Stored items:
----------
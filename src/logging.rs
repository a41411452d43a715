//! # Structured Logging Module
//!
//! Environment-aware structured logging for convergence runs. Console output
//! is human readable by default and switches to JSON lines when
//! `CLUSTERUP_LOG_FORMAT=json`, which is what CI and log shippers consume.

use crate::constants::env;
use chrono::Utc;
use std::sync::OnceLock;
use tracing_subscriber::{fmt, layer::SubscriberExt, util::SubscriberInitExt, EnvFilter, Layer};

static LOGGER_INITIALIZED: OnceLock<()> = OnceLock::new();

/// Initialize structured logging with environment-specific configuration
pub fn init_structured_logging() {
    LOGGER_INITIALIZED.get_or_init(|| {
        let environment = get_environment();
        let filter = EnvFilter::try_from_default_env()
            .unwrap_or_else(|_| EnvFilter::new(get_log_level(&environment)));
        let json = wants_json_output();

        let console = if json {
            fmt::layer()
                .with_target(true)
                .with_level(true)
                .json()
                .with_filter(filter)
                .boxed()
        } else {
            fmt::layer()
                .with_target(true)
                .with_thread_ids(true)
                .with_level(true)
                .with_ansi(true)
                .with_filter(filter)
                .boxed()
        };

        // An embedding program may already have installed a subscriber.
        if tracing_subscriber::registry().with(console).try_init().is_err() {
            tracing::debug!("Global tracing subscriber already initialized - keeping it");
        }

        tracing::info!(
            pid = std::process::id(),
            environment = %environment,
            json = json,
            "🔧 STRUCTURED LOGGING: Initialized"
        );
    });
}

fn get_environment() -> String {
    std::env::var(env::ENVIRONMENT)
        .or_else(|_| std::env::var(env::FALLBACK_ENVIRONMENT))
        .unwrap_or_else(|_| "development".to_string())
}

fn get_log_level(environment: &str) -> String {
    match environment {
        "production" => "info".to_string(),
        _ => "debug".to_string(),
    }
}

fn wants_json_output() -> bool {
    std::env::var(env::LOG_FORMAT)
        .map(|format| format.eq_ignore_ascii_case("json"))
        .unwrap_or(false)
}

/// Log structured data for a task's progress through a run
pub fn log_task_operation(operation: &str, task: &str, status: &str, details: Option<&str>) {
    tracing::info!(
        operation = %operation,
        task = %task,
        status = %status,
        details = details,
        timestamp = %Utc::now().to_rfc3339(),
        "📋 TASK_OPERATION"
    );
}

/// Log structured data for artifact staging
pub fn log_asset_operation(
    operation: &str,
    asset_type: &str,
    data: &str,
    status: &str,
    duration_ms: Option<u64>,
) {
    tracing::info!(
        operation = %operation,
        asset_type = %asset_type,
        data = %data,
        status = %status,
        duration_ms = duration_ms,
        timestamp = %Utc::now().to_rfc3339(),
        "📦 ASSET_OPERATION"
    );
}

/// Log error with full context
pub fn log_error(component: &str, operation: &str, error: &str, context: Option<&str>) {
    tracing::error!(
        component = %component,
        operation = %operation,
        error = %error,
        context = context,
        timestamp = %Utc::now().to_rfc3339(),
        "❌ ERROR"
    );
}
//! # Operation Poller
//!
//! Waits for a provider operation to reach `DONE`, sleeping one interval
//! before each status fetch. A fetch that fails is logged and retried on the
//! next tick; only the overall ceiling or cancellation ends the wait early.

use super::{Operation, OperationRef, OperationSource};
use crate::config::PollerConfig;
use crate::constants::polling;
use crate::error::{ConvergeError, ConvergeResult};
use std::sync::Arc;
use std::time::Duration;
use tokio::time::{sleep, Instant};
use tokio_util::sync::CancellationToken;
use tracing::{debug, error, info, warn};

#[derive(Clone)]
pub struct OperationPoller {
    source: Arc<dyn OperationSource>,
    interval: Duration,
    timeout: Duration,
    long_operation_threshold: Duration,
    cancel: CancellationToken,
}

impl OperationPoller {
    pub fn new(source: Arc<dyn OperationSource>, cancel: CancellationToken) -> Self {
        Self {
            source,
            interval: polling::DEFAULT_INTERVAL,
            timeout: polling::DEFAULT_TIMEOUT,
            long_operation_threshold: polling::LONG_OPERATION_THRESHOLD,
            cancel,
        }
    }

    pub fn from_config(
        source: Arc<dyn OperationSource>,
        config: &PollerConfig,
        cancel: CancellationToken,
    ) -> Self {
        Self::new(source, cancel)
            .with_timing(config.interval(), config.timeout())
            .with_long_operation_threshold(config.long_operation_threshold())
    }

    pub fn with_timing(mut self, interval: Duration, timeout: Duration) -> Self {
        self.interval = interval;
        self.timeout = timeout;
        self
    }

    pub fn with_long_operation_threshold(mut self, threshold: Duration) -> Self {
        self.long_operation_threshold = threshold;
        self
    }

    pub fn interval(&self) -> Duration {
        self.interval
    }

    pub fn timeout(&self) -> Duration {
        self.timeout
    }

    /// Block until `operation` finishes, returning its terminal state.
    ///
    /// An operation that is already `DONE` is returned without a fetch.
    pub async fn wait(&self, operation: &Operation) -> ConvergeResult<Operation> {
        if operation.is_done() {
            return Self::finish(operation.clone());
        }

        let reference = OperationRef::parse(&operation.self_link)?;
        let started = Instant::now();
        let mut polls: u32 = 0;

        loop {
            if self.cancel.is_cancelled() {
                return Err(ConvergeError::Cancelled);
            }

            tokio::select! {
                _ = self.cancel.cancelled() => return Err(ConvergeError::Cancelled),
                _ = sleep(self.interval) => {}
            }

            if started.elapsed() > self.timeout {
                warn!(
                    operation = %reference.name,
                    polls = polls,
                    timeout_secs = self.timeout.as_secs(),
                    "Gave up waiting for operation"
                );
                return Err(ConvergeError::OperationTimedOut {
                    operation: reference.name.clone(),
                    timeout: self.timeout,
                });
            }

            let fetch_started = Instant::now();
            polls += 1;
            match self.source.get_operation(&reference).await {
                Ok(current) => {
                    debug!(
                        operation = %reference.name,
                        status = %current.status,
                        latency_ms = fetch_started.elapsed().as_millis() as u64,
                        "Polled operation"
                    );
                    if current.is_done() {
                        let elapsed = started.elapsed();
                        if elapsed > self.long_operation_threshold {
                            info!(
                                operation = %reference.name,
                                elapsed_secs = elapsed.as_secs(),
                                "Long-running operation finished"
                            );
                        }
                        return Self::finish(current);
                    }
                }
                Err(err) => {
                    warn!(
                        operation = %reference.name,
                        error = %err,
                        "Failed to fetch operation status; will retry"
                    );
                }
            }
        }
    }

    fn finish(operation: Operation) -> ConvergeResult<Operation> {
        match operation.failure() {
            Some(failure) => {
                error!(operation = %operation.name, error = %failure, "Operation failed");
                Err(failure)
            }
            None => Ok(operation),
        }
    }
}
----------
EXERCISE AIM: All of the records must be retyped exactly as they are.

ANSWER:
filename src/logging.rs
repository a41411452d43a715
//! # Structured Logging Module
//!
//! Environment-aware structured logging for convergence runs. Console output
//! is human readable by default and switches to JSON lines when
//! `CLUSTERUP_LOG_FORMAT=json`, which is what CI and log shippers consume.

use crate::constants::env;
use chrono::Utc;
use std::sync::OnceLock;
use tracing_subscriber::{fmt, layer::SubscriberExt, util::SubscriberInitExt, EnvFilter, Layer};

static LOGGER_INITIALIZED: OnceLock<()> = OnceLock::new();

/// Initialize structured logging with environment-specific configuration
pub fn init_structured_logging() {
    LOGGER_INITIALIZED.get_or_init(|| {
        let environment = get_environment();
        let filter = EnvFilter::try_from_default_env()
            .unwrap_or_else(|_| EnvFilter::new(get_log_level(&environment)));
        let json = wants_json_output();

        let console = if json {
            fmt::layer()
                .with_target(true)
                .with_level(true)
                .json()
                .with_filter(filter)
                .boxed()
        } else {
            fmt::layer()
                .with_target(true)
                .with_thread_ids(true)
                .with_level(true)
                .with_ansi(true)
                .with_filter(filter)
                .boxed()
        };

        // An embedding program may already have installed a subscriber.
        if tracing_subscriber::registry().with(console).try_init().is_err() {
            tracing::debug!("Global tracing subscriber already initialized - keeping it");
        }

        tracing::info!(
            pid = std::process::id(),
            environment = %environment,
            json = json,
            "🔧 STRUCTURED LOGGING: Initialized"
        );
    });
}

fn get_environment() -> String {
    std::env::var(env::ENVIRONMENT)
        .or_else(|_| std::env::var(env::FALLBACK_ENVIRONMENT))
        .unwrap_or_else(|_| "development".to_string())
}

fn get_log_level(environment: &str) -> String {
    match environment {
        "production" => "info".to_string(),
        _ => "debug".to_string(),
    }
}

fn wants_json_output() -> bool {
    std::env::var(env::LOG_FORMAT)
        .map(|format| format.eq_ignore_ascii_case("json"))
        .unwrap_or(false)
}

/// Log structured data for a task's progress through a run
pub fn log_task_operation(operation: &str, task: &str, status: &str, details: Option<&str>) {
    tracing::info!(
        operation = %operation,
        task = %task,
        status = %status,
        details = details,
        timestamp = %Utc::now().to_rfc3339(),
        "📋 TASK_OPERATION"
    );
}

/// Log structured data for artifact staging
pub fn log_asset_operation(
    operation: &str,
    asset_type: &str,
    data: &str,
    status: &str,
    duration_ms: Option<u64>,
) {
    tracing::info!(
        operation = %operation,
        asset_type = %asset_type,
        data = %data,
        status = %status,
        duration_ms = duration_ms,
        timestamp = %Utc::now().to_rfc3339(),
        "📦 ASSET_OPERATION"
    );
}

/// Log error with full context
pub fn log_error(component: &str, operation: &str, error: &str, context: Option<&str>) {
    tracing::error!(
        component = %component,
        operation = %operation,
        error = %error,
        context = context,
        timestamp = %Utc::now().to_rfc3339(),
        "❌ ERROR"
    );
}
//! # Operation Poller
//!
//! Waits for a provider operation to reach `DONE`, sleeping one interval
//! before each status fetch. A fetch that fails is logged and retried on the
//! next tick; only the overall ceiling or cancellation ends the wait early.

use super::{Operation, OperationRef, OperationSource};
use crate::config::PollerConfig;
use crate::constants::polling;
use crate::error::{ConvergeError, ConvergeResult};
use std::sync::Arc;
use std::time::Duration;
use tokio::time::{sleep, Instant};
use tokio_util::sync::CancellationToken;
use tracing::{debug, error, info, warn};

#[derive(Clone)]
pub struct OperationPoller {
    source: Arc<dyn OperationSource>,
    interval: Duration,
    timeout: Duration,
    long_operation_threshold: Duration,
    cancel: CancellationToken,
}

impl OperationPoller {
    pub fn new(source: Arc<dyn OperationSource>, cancel: CancellationToken) -> Self {
        Self {
            source,
            interval: polling::DEFAULT_INTERVAL,
            timeout: polling::DEFAULT_TIMEOUT,
            long_operation_threshold: polling::LONG_OPERATION_THRESHOLD,
            cancel,
        }
    }

    pub fn from_config(
        source: Arc<dyn OperationSource>,
        config: &PollerConfig,
        cancel: CancellationToken,
    ) -> Self {
        Self::new(source, cancel)
            .with_timing(config.interval(), config.timeout())
            .with_long_operation_threshold(config.long_operation_threshold())
    }

    pub fn with_timing(mut self, interval: Duration, timeout: Duration) -> Self {
        self.interval = interval;
        self.timeout = timeout;
        self
    }

    pub fn with_long_operation_threshold(mut self, threshold: Duration) -> Self {
        self.long_operation_threshold = threshold;
        self
    }

    pub fn interval(&self) -> Duration {
        self.interval
    }

    pub fn timeout(&self) -> Duration {
        self.timeout
    }

    /// Block until `operation` finishes, returning its terminal state.
    ///
    /// An operation that is already `DONE` is returned without a fetch.
    pub async fn wait(&self, operation: &Operation) -> ConvergeResult<Operation> {
        if operation.is_done() {
            return Self::finish(operation.clone());
        }

        let reference = OperationRef::parse(&operation.self_link)?;
        let started = Instant::now();
        let mut polls: u32 = 0;

        loop {
            if self.cancel.is_cancelled() {
                return Err(ConvergeError::Cancelled);
            }

            tokio::select! {
                _ = self.cancel.cancelled() => return Err(ConvergeError::Cancelled),
                _ = sleep(self.interval) => {}
            }

            if started.elapsed() > self.timeout {
                warn!(
                    operation = %reference.name,
                    polls = polls,
                    timeout_secs = self.timeout.as_secs(),
                    "Gave up waiting for operation"
                );
                return Err(ConvergeError::OperationTimedOut {
                    operation: reference.name.clone(),
                    timeout: self.timeout,
                });
            }

            let fetch_started = Instant::now();
            polls += 1;
            match self.source.get_operation(&reference).await {
                Ok(current) => {
                    debug!(
                        operation = %reference.name,
                        status = %current.status,
                        latency_ms = fetch_started.elapsed().as_millis() as u64,
                        "Polled operation"
                    );
                    if current.is_done() {
                        let elapsed = started.elapsed();
                        if elapsed > self.long_operation_threshold {
                            info!(
                                operation = %reference.name,
                                elapsed_secs = elapsed.as_secs(),
                                "Long-running operation finished"
                            );
                        }
                        return Self::finish(current);
                    }
                }
                Err(err) => {
                    warn!(
                        operation = %reference.name,
                        error = %err,
                        "Failed to fetch operation status; will retry"
                    );
                }
            }
        }
    }

    fn finish(operation: Operation) -> ConvergeResult<Operation> {
        match operation.failure() {
            Some(failure) => {
                error!(operation = %operation.name, error = %failure, "Operation failed");
                Err(failure)
            }
            None => Ok(operation),
        }
    }
}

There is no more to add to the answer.